An illustration of the Milky Way galaxy, based on actual scientific observations. Credit: NASA/JPL-Caltech/R. Hurt (SSC/Caltech)


But there’s more. That broad, fuzzy structure across the middle of the galaxy is what astronomers call a “bar.” Most spiral galaxies have this elongated structure. They come in different proportions and specific shapes, but, in general, they look like, well, a bar. The Milky Way has one, shaped roughly like a peanut. From our position inside the galaxy, it resembles a stubby Tic Tac, but that’s due to perspective and stuff like dust blocking our view of it. Clearer maps made in the infrared reveal its bi-lobed shape, extending for about 7000 light years on either side of the galactic core.

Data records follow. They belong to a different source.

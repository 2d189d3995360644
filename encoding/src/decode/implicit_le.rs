//! Implicit VR Little Endian syntax transfer implementation.

use crate::decode::basic::LittleEndianBasicDecoder;
use crate::decode::*;
use byteordered::byteorder::{ByteOrder, LittleEndian};
use dcm_core::dictionary::{DataDictionary, DictionaryEntry};
use dcm_core::header::{DataElementHeader, Length, SequenceItemHeader};
use dcm_core::{Tag, VR};
use dcm_dictionary::StandardDataDictionary;
use snafu::ResultExt;
use std::io::Read;

/// A data element decoder for the Implicit VR Little Endian transfer syntax.
///
/// The value representation of each element is resolved through an
/// attribute dictionary. Unknown attributes decode as `UN`; attributes
/// with a context dependent VR decode as the dictionary's preferred VR,
/// and are reinterpreted by the stateful decoder once the data set
/// context is known.
#[derive(Debug, Clone)]
pub struct ImplicitVRLittleEndianDecoder<D = StandardDataDictionary> {
    dict: D,
    basic: LittleEndianBasicDecoder,
}

impl Default for ImplicitVRLittleEndianDecoder<StandardDataDictionary> {
    fn default() -> Self {
        ImplicitVRLittleEndianDecoder::with_dict(StandardDataDictionary)
    }
}

impl<D> ImplicitVRLittleEndianDecoder<D>
where
    D: DataDictionary,
{
    /// Retrieve this decoder using a custom attribute dictionary.
    pub fn with_dict(dictionary: D) -> Self {
        ImplicitVRLittleEndianDecoder {
            dict: dictionary,
            basic: LittleEndianBasicDecoder,
        }
    }
}

impl<D> Decode for ImplicitVRLittleEndianDecoder<D>
where
    D: DataDictionary,
{
    fn decode_header<S>(&self, mut source: &mut S) -> Result<(DataElementHeader, usize)>
    where
        S: ?Sized + Read,
    {
        // retrieve tag
        let tag = self
            .basic
            .decode_tag(&mut source)
            .context(ReadHeaderTagSnafu)?;

        let mut buf = [0u8; 4];
        source.read_exact(&mut buf).context(ReadLengthSnafu)?;
        let len = LittleEndian::read_u32(&buf);

        // VR resolution is by dictionary lookup;
        // sequence delimitation items have no meaningful VR
        let vr = match tag {
            Tag(0xFFFE, 0xE000) | Tag(0xFFFE, 0xE00D) | Tag(0xFFFE, 0xE0DD) => VR::UN,
            _ if len == 0xFFFF_FFFF => {
                // an undefined length here can only mean a sequence
                // or undefined-length pixel data
                self.dict
                    .entry(tag)
                    .map(DictionaryEntry::preferred_vr)
                    .filter(|vr| vr.can_have_undefined_length())
                    .unwrap_or(VR::SQ)
            }
            _ => self
                .dict
                .entry(tag)
                .map(DictionaryEntry::preferred_vr)
                .unwrap_or(VR::UN),
        };

        Ok((DataElementHeader::new(tag, vr, Length(len)), 8))
    }

    fn decode_item_header<S>(&self, source: &mut S) -> Result<SequenceItemHeader>
    where
        S: ?Sized + Read,
    {
        let mut buf = [0u8; 8];
        source.read_exact(&mut buf).context(ReadItemHeaderSnafu)?;
        // retrieve tag
        let group = LittleEndian::read_u16(&buf[0..2]);
        let element = LittleEndian::read_u16(&buf[2..4]);
        let len = LittleEndian::read_u32(&buf[4..8]);

        SequenceItemHeader::new((group, element), Length(len)).context(BadSequenceHeaderSnafu)
    }

    fn decode_tag<S>(&self, source: &mut S) -> Result<Tag>
    where
        S: ?Sized + Read,
    {
        let mut buf = [0u8; 4];
        source.read_exact(&mut buf).context(ReadTagSnafu)?;
        Ok(Tag(
            LittleEndian::read_u16(&buf[0..2]),
            LittleEndian::read_u16(&buf[2..4]),
        ))
    }
}

impl<S: ?Sized, D> DecodeFrom<S> for ImplicitVRLittleEndianDecoder<D>
where
    S: Read,
    D: DataDictionary,
{
    #[inline]
    fn decode_header(&self, source: &mut S) -> Result<(DataElementHeader, usize)> {
        Decode::decode_header(self, source)
    }

    #[inline]
    fn decode_item_header(&self, source: &mut S) -> Result<SequenceItemHeader> {
        Decode::decode_item_header(self, source)
    }

    #[inline]
    fn decode_tag(&self, source: &mut S) -> Result<Tag> {
        Decode::decode_tag(self, source)
    }
}

#[cfg(test)]
mod tests {
    use super::ImplicitVRLittleEndianDecoder;
    use crate::decode::Decode;
    use dcm_core::header::{HasLength, Header, Length};
    use dcm_core::{Tag, VR};
    use std::io::{Cursor, Read};

    //  Tag: (0010,0010) Patient's Name
    //  Length: 8
    //  Value: "DOE^JOHN"
    // --
    //  Tag: (0009,0010) [private]
    //  Length: 4
    //  Value: "ACME"
    const RAW: &'static [u8] = &[
        0x10, 0x00, 0x10, 0x00, 0x08, 0x00, 0x00, 0x00, b'D', b'O', b'E', b'^', b'J', b'O', b'H',
        b'N', 0x09, 0x00, 0x10, 0x00, 0x04, 0x00, 0x00, 0x00, b'A', b'C', b'M', b'E',
    ];

    #[test]
    fn decode_with_dictionary_resolution() {
        let dec = ImplicitVRLittleEndianDecoder::default();
        let mut cursor = Cursor::new(RAW);

        let (elem, bytes_read) = dec.decode_header(&mut cursor).unwrap();
        assert_eq!(elem.tag(), Tag(0x0010, 0x0010));
        assert_eq!(elem.vr(), VR::PN);
        assert_eq!(elem.length(), Length(8));
        assert_eq!(bytes_read, 8);
        let mut value = [0; 8];
        cursor.read_exact(&mut value).unwrap();

        // private attribute resolves to UN
        let (elem, _) = dec.decode_header(&mut cursor).unwrap();
        assert_eq!(elem.tag(), Tag(0x0009, 0x0010));
        assert_eq!(elem.vr(), VR::UN);
        assert_eq!(elem.length(), Length(4));
    }

    #[test]
    fn undefined_length_resolves_to_sequence() {
        // (0008,1140) ReferencedImageSequence with undefined length
        let raw = [0x08, 0x00, 0x40, 0x11, 0xFF, 0xFF, 0xFF, 0xFF];
        let dec = ImplicitVRLittleEndianDecoder::default();
        let mut cursor = Cursor::new(&raw[..]);
        let (elem, _) = dec.decode_header(&mut cursor).unwrap();
        assert_eq!(elem.vr(), VR::SQ);
        assert!(elem.length().is_undefined());
    }

    #[test]
    fn unknown_tag_with_undefined_length_is_a_sequence() {
        let raw = [0x09, 0x00, 0x01, 0x10, 0xFF, 0xFF, 0xFF, 0xFF];
        let dec = ImplicitVRLittleEndianDecoder::default();
        let mut cursor = Cursor::new(&raw[..]);
        let (elem, _) = dec.decode_header(&mut cursor).unwrap();
        assert_eq!(elem.vr(), VR::SQ);
    }
}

As you can see in that illustrated map, the inner spiral arms of our galaxy start at the tips of the bar. Now, take a look at the Force Awakens map again. No bar. And the galaxy has a different shape and structure, with well-defined inner arms, and less obvious outer ones.

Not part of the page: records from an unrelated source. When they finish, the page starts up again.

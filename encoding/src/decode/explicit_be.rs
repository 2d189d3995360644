//! Explicit VR Big Endian syntax transfer implementation.
//! This transfer syntax is retired, but readers still support it.

use crate::decode::basic::BigEndianBasicDecoder;
use crate::decode::*;
use byteordered::byteorder::{BigEndian, ByteOrder};
use dcm_core::header::{DataElementHeader, Length, SequenceItemHeader};
use dcm_core::{Tag, VR};
use snafu::ResultExt;
use std::io::Read;

/// A data element decoder for the Explicit VR Big Endian transfer syntax.
#[derive(Debug, Default, Clone)]
pub struct ExplicitVRBigEndianDecoder {
    basic: BigEndianBasicDecoder,
    invalid_vr: InvalidVrStrategy,
}

impl ExplicitVRBigEndianDecoder {
    /// Create a decoder which handles unrecognized value representation
    /// codes according to the given strategy.
    pub fn with_invalid_vr_strategy(invalid_vr: InvalidVrStrategy) -> Self {
        ExplicitVRBigEndianDecoder {
            basic: BigEndianBasicDecoder,
            invalid_vr,
        }
    }
}

impl Decode for ExplicitVRBigEndianDecoder {
    fn decode_header<S>(&self, mut source: &mut S) -> Result<(DataElementHeader, usize)>
    where
        S: ?Sized + Read,
    {
        // retrieve tag
        let Tag(group, element) = self
            .basic
            .decode_tag(&mut source)
            .context(ReadHeaderTagSnafu)?;

        let mut buf = [0u8; 4];
        if group == 0xFFFE {
            // item delimiters do not have VR or reserved field
            source.read_exact(&mut buf).context(ReadItemLengthSnafu)?;
            let len = BigEndian::read_u32(&buf);
            return Ok((
                DataElementHeader::new((group, element), VR::UN, Length(len)),
                8, // tag + len
            ));
        }

        // retrieve explicit VR
        source.read_exact(&mut buf[0..2]).context(ReadVrSnafu)?;
        let vr = match VR::from_binary([buf[0], buf[1]]) {
            Some(vr) => vr,
            None => match self.invalid_vr {
                InvalidVrStrategy::Throw => {
                    return UnknownVrSnafu {
                        b1: buf[0],
                        b2: buf[1],
                    }
                    .fail();
                }
                InvalidVrStrategy::MapToUn => VR::UN,
                InvalidVrStrategy::Preserve => VR::Other([buf[0], buf[1]]),
            },
        };
        let bytes_read;

        // retrieve data length
        let len = if vr.has_short_length() {
            // read 2 bytes for the data length
            source.read_exact(&mut buf[0..2]).context(ReadLengthSnafu)?;
            bytes_read = 8;
            u32::from(BigEndian::read_u16(&buf[0..2]))
        } else {
            // read 2 reserved bytes, then 4 bytes for data length
            source
                .read_exact(&mut buf[0..2])
                .context(ReadReservedSnafu)?;
            source.read_exact(&mut buf).context(ReadLengthSnafu)?;
            bytes_read = 12;
            BigEndian::read_u32(&buf)
        };

        Ok((
            DataElementHeader::new((group, element), vr, Length(len)),
            bytes_read,
        ))
    }

    fn decode_item_header<S>(&self, source: &mut S) -> Result<SequenceItemHeader>
    where
        S: ?Sized + Read,
    {
        let mut buf = [0u8; 8];
        source.read_exact(&mut buf).context(ReadItemHeaderSnafu)?;
        // retrieve tag
        let group = BigEndian::read_u16(&buf[0..2]);
        let element = BigEndian::read_u16(&buf[2..4]);
        let len = BigEndian::read_u32(&buf[4..8]);

        SequenceItemHeader::new((group, element), Length(len)).context(BadSequenceHeaderSnafu)
    }

    fn decode_tag<S>(&self, source: &mut S) -> Result<Tag>
    where
        S: ?Sized + Read,
    {
        let mut buf = [0u8; 4];
        source.read_exact(&mut buf).context(ReadTagSnafu)?;
        Ok(Tag(
            BigEndian::read_u16(&buf[0..2]),
            BigEndian::read_u16(&buf[2..4]),
        ))
    }
}

impl<S: ?Sized> DecodeFrom<S> for ExplicitVRBigEndianDecoder
where
    S: Read,
{
    #[inline]
    fn decode_header(&self, source: &mut S) -> Result<(DataElementHeader, usize)> {
        Decode::decode_header(self, source)
    }

    #[inline]
    fn decode_item_header(&self, source: &mut S) -> Result<SequenceItemHeader> {
        Decode::decode_item_header(self, source)
    }

    #[inline]
    fn decode_tag(&self, source: &mut S) -> Result<Tag> {
        Decode::decode_tag(self, source)
    }
}

#[cfg(test)]
mod tests {
    use super::ExplicitVRBigEndianDecoder;
    use crate::decode::Decode;
    use dcm_core::header::{HasLength, Header, Length};
    use dcm_core::{Tag, VR};
    use std::io::{Cursor, Read};

    //  Tag: (0010,0010) Patient's Name
    //  VR: PN
    //  Length: 8
    //  Value: "DOE^JOHN"
    const RAW: &'static [u8] = &[
        0x00, 0x10, 0x00, 0x10, b'P', b'N', 0x00, 0x08, b'D', b'O', b'E', b'^', b'J', b'O', b'H',
        b'N',
    ];

    #[test]
    fn decode_data_elements() {
        let dec = ExplicitVRBigEndianDecoder::default();
        let mut cursor = Cursor::new(RAW);
        let (elem, bytes_read) = dec
            .decode_header(&mut cursor)
            .expect("should find an element");
        assert_eq!(elem.tag(), Tag(0x0010, 0x0010));
        assert_eq!(elem.vr(), VR::PN);
        assert_eq!(elem.length(), Length(8));
        assert_eq!(bytes_read, 8);
        let mut buffer = [0; 8];
        cursor.read_exact(&mut buffer).expect("should read it fine");
        assert_eq!(&buffer, b"DOE^JOHN".as_ref());
    }
}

If there’s a bright center to the Milky Way, the Star Wars galaxy is the one that it’s farthest from. That’s not our galaxy.

So, kid-version of me (and maybe a wee bit of adult version me still holding out) was wrong.

... or was he? It turns out, bars don’t last forever. They form from the gravitational interaction of all those stars in the disk of the galaxy with the stars orbiting closer to the center. Over billions of years, this interaction can actually change the orbits of the more central stars, modifying them, so that the bar eventually goes away. It’s also thought that these same interactions can reform the bar over more billions of years, so that it’s a cyclic phenomenon, forming and dissipating many times over the life of the galaxy.

So, it’s entirely possible our Milky Way didn’t have a bar ... a long time ago.

Hmmm. If true, then all this has happened before, and will happen again.

No! Wait! Wrong franchise! But I know that fans will argue over this until long after Episode IX is a part of history. But I’ve observed from one side of this galaxy to the other, and I’ve never seen anything that makes me believe there’s one all-powerful explanation controlling everything in the Star Wars universe.

Search your feelings. You will know it to be true.

*Yes, just Star Wars. You can call it A New Hope if you want, but when I was in middle school I sat my butt in a theater seat and watched the movie when it came out, so it’ll always be just Star Wars to me.